# WORK ORDER
Retype verbatim the lines of the listing, from the very first through the line with "than the tracker.".

# INPUT DATA
-- Opening Marker --

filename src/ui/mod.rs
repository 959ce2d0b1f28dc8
pub mod app;

pub use app::App;
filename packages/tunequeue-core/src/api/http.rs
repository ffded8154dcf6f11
//! HTTP route handlers.
//!
//! All handlers are thin: they read from services and never touch the
//! player queue.

use axum::{extract::State, response::IntoResponse, routing::get, Json, Router};
use serde_json::json;
use tower_http::cors::CorsLayer;
use tower_http::trace::TraceLayer;

use crate::api::ws::ws_handler;
use crate::api::AppState;
use crate::error::{TunequeueError, TunequeueResult};
use crate::player::TrackInfo;
use crate::protocol_constants::SERVICE_ID;

// ─────────────────────────────────────────────────────────────────────────────
// Router
// ─────────────────────────────────────────────────────────────────────────────

/// Creates the Axum router with all routes.
pub fn create_router(state: AppState) -> Router {
    Router::new()
        .route("/health", get(health_check))
        .route("/api/v1/status", get(get_status))
        .route("/api/v1/player/current", get(get_current_track))
        .route("/api/v1/ws", get(ws_handler))
        .layer(CorsLayer::permissive())
        .layer(TraceLayer::new_for_http())
        .with_state(state)
}

// ─────────────────────────────────────────────────────────────────────────────
// Handlers
// ─────────────────────────────────────────────────────────────────────────────

/// Liveness probe.
async fn health_check() -> impl IntoResponse {
    Json(json!({
        "service": SERVICE_ID,
        "version": env!("CARGO_PKG_VERSION"),
    }))
}

/// Everything the control panel renders, in one read.
async fn get_status(State(state): State<AppState>) -> impl IntoResponse {
    Json(state.snapshot())
}

/// Reads the current track straight from the player rather than the tracker.
async fn get_current_track(State(state): State<AppState>) -> TunequeueResult<Json<TrackInfo>> {
    match state.player.current_track().await? {
        Some(track) => Ok(Json(track)),
        None => Err(TunequeueError::NotFound("Nothing is playing".into())),
    }
}
//! Merges accepted song requests into the player's live queue.
//!
//! The player owns the queue and keeps changing it underneath us: tracks
//! finish, moderators skip, the broadcaster drags entries around. A submission
//! therefore runs as a fixed pipeline:
//!
//! 1. duplicate check against the player queue and the local mirror
//! 2. near-end guard: if the current track is about to finish, wait for the
//!    player to advance first
//! 3. insert right after the current track
//! 4. mirror update, confirmation reply and a background history write
//! 5. poll until the insert is observable
//! 6. move it behind the requests that were already waiting
//!
//! Submissions are strictly serialized: one pipeline runs at a time.

use std::sync::Arc;
use std::time::Duration;

use thiserror::Error;
use tokio::time::Instant;
use tokio_util::sync::CancellationToken;

use super::history::{HistoryRecord, HistoryRecorder};
use super::player_state_tracker::PlayerStateTracker;
use super::queue_mirror::{QueueEntry, QueueMirror};
use crate::chat::replier::{ChatReplier, ReplyTarget};
use crate::error::ErrorKind;
use crate::player::client::PlayerError;
use crate::player::traits::PlayerApi;
use crate::player::types::TrackInfo;
use crate::runtime::{TaskSpawner, TokioSpawner};
use crate::state::SyncTiming;
use crate::utils::short_link;

// ─────────────────────────────────────────────────────────────────────────────
// Types
// ─────────────────────────────────────────────────────────────────────────────

/// A request that passed command routing and search.
#[derive(Debug, Clone)]
pub struct PendingRequest {
    /// Chat login of the requester.
    pub requester: String,
    pub candidate: TrackInfo,
    pub reply_target: ReplyTarget,
}

/// Why a submission was not queued.
#[derive(Debug, Error)]
pub enum QueueError {
    #[error("Song is already queued")]
    AlreadyQueued,

    /// The duplicate check could not read the player queue.
    #[error("Queue unavailable: {0}")]
    QueueUnavailable(#[source] PlayerError),

    #[error("Insert failed: {0}")]
    InsertFailed(#[source] PlayerError),

    /// Shutdown interrupted the pipeline.
    #[error("Submission cancelled")]
    Cancelled,
}

impl QueueError {
    pub fn kind(&self) -> ErrorKind {
        match self {
            Self::AlreadyQueued => ErrorKind::Duplicate,
            Self::QueueUnavailable(_) | Self::InsertFailed(_) => ErrorKind::RequestFatal,
            Self::Cancelled => ErrorKind::Transient,
        }
    }

    /// Text sent to the requester, if any.
    pub fn chat_reply(&self) -> Option<&'static str> {
        match self {
            Self::AlreadyQueued => Some("Song is already in queue!"),
            Self::QueueUnavailable(_) => {
                Some("Internal error when checking if song is already in queue")
            }
            Self::InsertFailed(_) => Some("Internal error when adding song to queue"),
            Self::Cancelled => None,
        }
    }
}

/// The song is queued but may be in the wrong place.
#[derive(Debug, Error)]
pub enum OrderingDefect {
    /// The insert never showed up in the player queue within the budget.
    #[error("Inserted song was not observed in the queue")]
    Unconfirmed,

    #[error("Failed to move song: {0}")]
    MoveFailed(#[source] PlayerError),
}

impl OrderingDefect {
    pub fn kind(&self) -> ErrorKind {
        ErrorKind::OrderingDefect
    }

    /// Manual-fix notice addressed to the broadcaster.
    pub fn chat_reply(&self, broadcaster_login: &str) -> String {
        match self {
            Self::Unconfirmed => format!(
                "{} Failed to queue song in the right order. Must fix the song order manually!",
                broadcaster_login
            ),
            Self::MoveFailed(_) => format!(
                "{} Failed to move song in the right order. Must fix the song order manually!",
                broadcaster_login
            ),
        }
    }
}

/// Where the inserted song ended up.
#[derive(Debug)]
pub enum OrderingOutcome {
    /// The player inserted it at the right index already.
    InPlace,
    Moved { from: usize, to: usize },
    Defect(OrderingDefect),
}

/// A successfully queued request.
#[derive(Debug)]
pub struct Confirmation {
    pub track: TrackInfo,
    /// Requests that were already waiting ahead of this one.
    pub ahead: usize,
    pub ordering: OrderingOutcome,
}

/// Player-queue position of an observed insert.
#[derive(Debug, Clone, Copy)]
struct Observed {
    selected: usize,
    index: usize,
    len: usize,
}

// ─────────────────────────────────────────────────────────────────────────────
// Synchronizer
// ─────────────────────────────────────────────────────────────────────────────

/// Runs the submission pipeline.
pub struct QueueSynchronizer {
    player: Arc<dyn PlayerApi>,
    tracker: Arc<PlayerStateTracker>,
    mirror: Arc<QueueMirror>,
    replier: Arc<dyn ChatReplier>,
    history: Arc<dyn HistoryRecorder>,
    spawner: TokioSpawner,
    timing: SyncTiming,
    /// Held for the whole pipeline.
    submit_lock: tokio::sync::Mutex<()>,
    cancel_token: CancellationToken,
}

impl QueueSynchronizer {
    pub fn new(
        player: Arc<dyn PlayerApi>,
        tracker: Arc<PlayerStateTracker>,
        mirror: Arc<QueueMirror>,
        replier: Arc<dyn ChatReplier>,
        history: Arc<dyn HistoryRecorder>,
        spawner: TokioSpawner,
        timing: SyncTiming,
    ) -> Self {
        Self {
            player,
            tracker,
            mirror,
            replier,
            history,
            spawner,
            timing,
            submit_lock: tokio::sync::Mutex::new(()),
            cancel_token: CancellationToken::new(),
        }
    }

    /// Makes polling loops exit once `token` is cancelled.
    #[must_use]
    pub fn with_cancel_token(mut self, token: CancellationToken) -> Self {
        self.cancel_token = token;
        self
    }

    /// Queues `request` and replies to the requester.
    ///
    /// Every user-visible outcome is replied here; the returned value is for
    /// the caller's logging and for tests.
    pub async fn submit(&self, request: PendingRequest) -> Result<Confirmation, QueueError> {
        let _serial = self.submit_lock.lock().await;

        let result = self.run_pipeline(&request).await;
        match &result {
            Ok(confirmation) => {
                if let OrderingOutcome::Defect(defect) = &confirmation.ordering {
                    log::warn!(
                        "[Sync] Ordering defect for {}: {}",
                        confirmation.track.id,
                        defect
                    );
                    let text = defect.chat_reply(&request.reply_target.broadcaster_login);
                    self.replier.reply(&request.reply_target, &text).await;
                }
            }
            Err(e) => {
                match e.kind() {
                    ErrorKind::RequestFatal => log::error!(
                        "[Sync] Request {} from {} failed: {}",
                        request.candidate.id,
                        request.requester,
                        e
                    ),
                    _ => log::info!(
                        "[Sync] Request {} from {} not queued: {}",
                        request.candidate.id,
                        request.requester,
                        e
                    ),
                }
                if let Some(text) = e.chat_reply() {
                    self.replier.reply(&request.reply_target, text).await;
                }
            }
        }
        result
    }

    async fn run_pipeline(&self, request: &PendingRequest) -> Result<Confirmation, QueueError> {
        let track = &request.candidate;

        let queue = self
            .player
            .queue()
            .await
            .map_err(QueueError::QueueUnavailable)?;
        // The player's selected entry can be ahead of the last telemetry.
        let mut playing_id = queue
            .selected_id()
            .map(str::to_owned)
            .unwrap_or_else(|| self.tracker.current_track_id());
        if queue.is_queued_after_selected(&track.id)
            || self.mirror.is_waiting(&track.id, &playing_id)
        {
            return Err(QueueError::AlreadyQueued);
        }

        if let Some(advanced_to) = self.wait_out_track_end().await? {
            playing_id = advanced_to;
        }

        self.player
            .enqueue_after_current(&track.id)
            .await
            .map_err(QueueError::InsertFailed)?;

        let ahead = self.mirror.push(
            QueueEntry {
                requested_by: request.requester.clone(),
                track: track.clone(),
            },
            &playing_id,
        );
        log::info!(
            "{}: Queued song {} - {}",
            request.requester,
            track.title,
            track.artist
        );
        self.replier
            .reply(
                &request.reply_target,
                &format!(
                    "Added song: {} - {} {}",
                    track.title,
                    track.artist,
                    short_link(&track.id)
                ),
            )
            .await;
        self.record_history(track, &request.requester);

        let ordering = match self.observe_insert(&track.id).await? {
            None => OrderingOutcome::Defect(OrderingDefect::Unconfirmed),
            Some(observed) => self.reorder(&track.id, observed, ahead).await,
        };

        Ok(Confirmation {
            track: track.clone(),
            ahead,
            ordering,
        })
    }

    /// Blocks while the current track is within the near-end threshold, until
    /// the player moves on or the budget runs out.
    ///
    /// Returns the id the player moved on to, if it did.
    async fn wait_out_track_end(&self) -> Result<Option<String>, QueueError> {
        let state = self.tracker.snapshot();
        let remaining = state.remaining_secs();
        if !state.is_playing
            || state.current_track.is_empty()
            || remaining > self.timing.near_end_threshold_secs
        {
            return Ok(None);
        }

        let playing = state.current_track.id;
        let budget = self.timing.near_end_budget(remaining);
        log::info!(
            "[Sync] {}s left on {}, holding insert for up to {:?}",
            remaining,
            playing,
            budget
        );
        let deadline = Instant::now() + budget;

        loop {
            let current = self.tracker.current_track_id();
            if current != playing {
                log::debug!("[Sync] Track changed, releasing near-end guard");
                return Ok(Some(current));
            }
            match self.player.queue().await {
                Ok(queue) => {
                    if let Some(selected) = queue.selected_id().filter(|id| *id != playing) {
                        log::debug!("[Sync] Player advanced, releasing near-end guard");
                        return Ok(Some(selected.to_owned()));
                    }
                }
                Err(e) => log::debug!("[Sync] Guard poll failed: {}", e),
            }
            if Instant::now() >= deadline {
                log::warn!("[Sync] Near-end guard timed out on {}", playing);
                return Ok(None);
            }
            self.pause(self.timing.near_end_poll()).await?;
        }
    }

    /// Polls the player queue until both the selected entry and the inserted
    /// track are visible. `None` when the budget runs out.
    async fn observe_insert(&self, video_id: &str) -> Result<Option<Observed>, QueueError> {
        let deadline = Instant::now() + self.timing.reorder_timeout();
        loop {
            match self.player.queue().await {
                Ok(queue) => {
                    if let (Some(selected), Some(index)) =
                        (queue.selected_index(), queue.index_after_selected(video_id))
                    {
                        return Ok(Some(Observed {
                            selected,
                            index,
                            len: queue.items.len(),
                        }));
                    }
                }
                Err(e) if e.is_transient() => log::debug!("[Sync] Queue poll failed: {}", e),
                Err(e) => log::warn!("[Sync] Queue poll rejected: {}", e),
            }
            if Instant::now() >= deadline {
                return Ok(None);
            }
            self.pause(self.timing.reorder_poll()).await?;
        }
    }

    /// Moves the insert behind the `ahead` requests already waiting.
    async fn reorder(&self, video_id: &str, observed: Observed, ahead: usize) -> OrderingOutcome {
        let target = (observed.selected + 1 + ahead).min(observed.len.saturating_sub(1));
        if observed.index == target {
            return OrderingOutcome::InPlace;
        }
        log::info!(
            "[Sync] Moving {} from {} to {}",
            video_id,
            observed.index,
            target
        );
        match self.player.move_queue_item(observed.index, target).await {
            Ok(()) => OrderingOutcome::Moved {
                from: observed.index,
                to: target,
            },
            Err(e) => OrderingOutcome::Defect(OrderingDefect::MoveFailed(e)),
        }
    }

    fn record_history(&self, track: &TrackInfo, requester: &str) {
        let record = HistoryRecord::new(track, requester);
        let history = Arc::clone(&self.history);
        self.spawner.spawn(async move {
            if let Err(e) = history.record(record).await {
                log::warn!("[Sync] Failed to write request history: {}", e);
            }
        });
    }

    async fn pause(&self, duration: Duration) -> Result<(), QueueError> {
        tokio::select! {
            _ = self.cancel_token.cancelled() => Err(QueueError::Cancelled),
            _ = tokio::time::sleep(duration) => Ok(()),
        }
    }
}
//! Tunequeue Server - headless song-request service.
//!
//! Connects chat to a running music player: viewers request songs with
//! `!sr`, and the requests are merged into the player's queue in order.
//! A control panel can follow along over `/api/v1/ws`.

mod config;

use std::path::PathBuf;
use std::sync::Arc;

use anyhow::{Context, Result};
use clap::Parser;
use parking_lot::RwLock;
use tunequeue_core::{bootstrap_services, start_server, AppState, CredentialStore};
use tokio::signal;

use crate::config::ServerConfig;

/// Tunequeue Server - chat song requests into a running music player.
#[derive(Parser, Debug)]
#[command(name = "tunequeue-server")]
#[command(author, version, about, long_about = None)]
struct Args {
    /// Path to the configuration file (YAML).
    #[arg(short, long, value_name = "FILE")]
    config: Option<PathBuf>,

    /// Log level (error, warn, info, debug, trace).
    #[arg(short, long, default_value = "info", env = "TUNEQUEUE_LOG_LEVEL")]
    log_level: log::LevelFilter,

    /// Bind port (overrides config file).
    #[arg(short = 'p', long, env = "TUNEQUEUE_BIND_PORT")]
    port: Option<u16>,

    /// Player API `host:port` (overrides config file).
    #[arg(long, env = "TUNEQUEUE_PLAYER_HOST")]
    player_host: Option<String>,

    /// Data directory for the request history.
    #[arg(short = 'd', long, env = "TUNEQUEUE_DATA_DIR")]
    data_dir: Option<PathBuf>,
}

#[tokio::main]
async fn main() -> Result<()> {
    let args = Args::parse();

    // Initialize logging
    env_logger::Builder::new()
        .filter_level(args.log_level)
        .format_timestamp_millis()
        .init();

    log::info!("Tunequeue Server v{}", env!("CARGO_PKG_VERSION"));

    // Load configuration
    let mut config =
        ServerConfig::load(args.config.as_deref()).context("Failed to load configuration")?;

    // Apply CLI overrides
    if let Some(port) = args.port {
        config.bind_port = port;
    }
    if let Some(host) = args.player_host {
        config.player_host = host;
    }
    if let Some(data_dir) = args.data_dir {
        config.data_dir = Some(data_dir);
    }

    log::info!(
        "Configuration: bind_port={}, player_host={}",
        config.bind_port,
        config.player_host
    );

    let credentials = Arc::new(config.credentials());
    if credentials.token(tunequeue_core::Identity::Main).is_none() {
        log::warn!("No broadcaster token configured (TUNEQUEUE_TWITCH_TOKEN); chat is disabled");
    }

    let core_config = config.to_core_config();
    let services = bootstrap_services(&core_config, credentials as Arc<dyn CredentialStore>)
        .context("Failed to bootstrap services")?;

    log::info!("Services bootstrapped successfully");

    services.start_background_tasks();

    // Build app state for the HTTP server
    let app_state = AppState::new(&services, Arc::new(RwLock::new(core_config)));

    let server_handle = tokio::spawn(async move {
        if let Err(e) = start_server(app_state).await {
            log::error!("Server error: {}", e);
        }
    });

    // Wait for shutdown signal
    shutdown_signal().await;

    log::info!("Shutdown signal received, cleaning up...");

    services.shutdown().await;

    // Abort the server task; every subscriber has already been closed
    server_handle.abort();

    log::info!("Shutdown complete");
    Ok(())
}

/// Waits for a shutdown signal (Ctrl+C or SIGTERM).
async fn shutdown_signal() {
    let ctrl_c = async {
        if let Err(e) = signal::ctrl_c().await {
            log::error!("Failed to listen for Ctrl+C: {}", e);
            std::future::pending::<()>().await;
        }
    };

    #[cfg(unix)]
    let terminate = async {
        match signal::unix::signal(signal::unix::SignalKind::terminate()) {
            Ok(mut sigterm) => {
                sigterm.recv().await;
            }
            Err(e) => {
                log::error!("Failed to install SIGTERM handler: {}", e);
                std::future::pending::<()>().await;
            }
        }
    };

    #[cfg(not(unix))]
    let terminate = std::future::pending::<()>();

    tokio::select! {
        _ = ctrl_c => {},
        _ = terminate => {},
    }
}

-- Closing Marker --

# EXERCISE RESPONSE
filename src/ui/mod.rs
repository 959ce2d0b1f28dc8
pub mod app;

pub use app::App;
filename packages/tunequeue-core/src/api/http.rs
repository ffded8154dcf6f11
//! HTTP route handlers.
//!
//! All handlers are thin: they read from services and never touch the
//! player queue.

use axum::{extract::State, response::IntoResponse, routing::get, Json, Router};
use serde_json::json;
use tower_http::cors::CorsLayer;
use tower_http::trace::TraceLayer;

use crate::api::ws::ws_handler;
use crate::api::AppState;
use crate::error::{TunequeueError, TunequeueResult};
use crate::player::TrackInfo;
use crate::protocol_constants::SERVICE_ID;

// ─────────────────────────────────────────────────────────────────────────────
// Router
// ─────────────────────────────────────────────────────────────────────────────

/// Creates the Axum router with all routes.
pub fn create_router(state: AppState) -> Router {
    Router::new()
        .route("/health", get(health_check))
        .route("/api/v1/status", get(get_status))
        .route("/api/v1/player/current", get(get_current_track))
        .route("/api/v1/ws", get(ws_handler))
        .layer(CorsLayer::permissive())
        .layer(TraceLayer::new_for_http())
        .with_state(state)
}

// ─────────────────────────────────────────────────────────────────────────────
// Handlers
// ─────────────────────────────────────────────────────────────────────────────

/// Liveness probe.
async fn health_check() -> impl IntoResponse {
    Json(json!({
        "service": SERVICE_ID,
        "version": env!("CARGO_PKG_VERSION"),
    }))
}

/// Everything the control panel renders, in one read.
async fn get_status(State(state): State<AppState>) -> impl IntoResponse {
    Json(state.snapshot())
}

/// Reads the current track straight from the player rather than the tracker.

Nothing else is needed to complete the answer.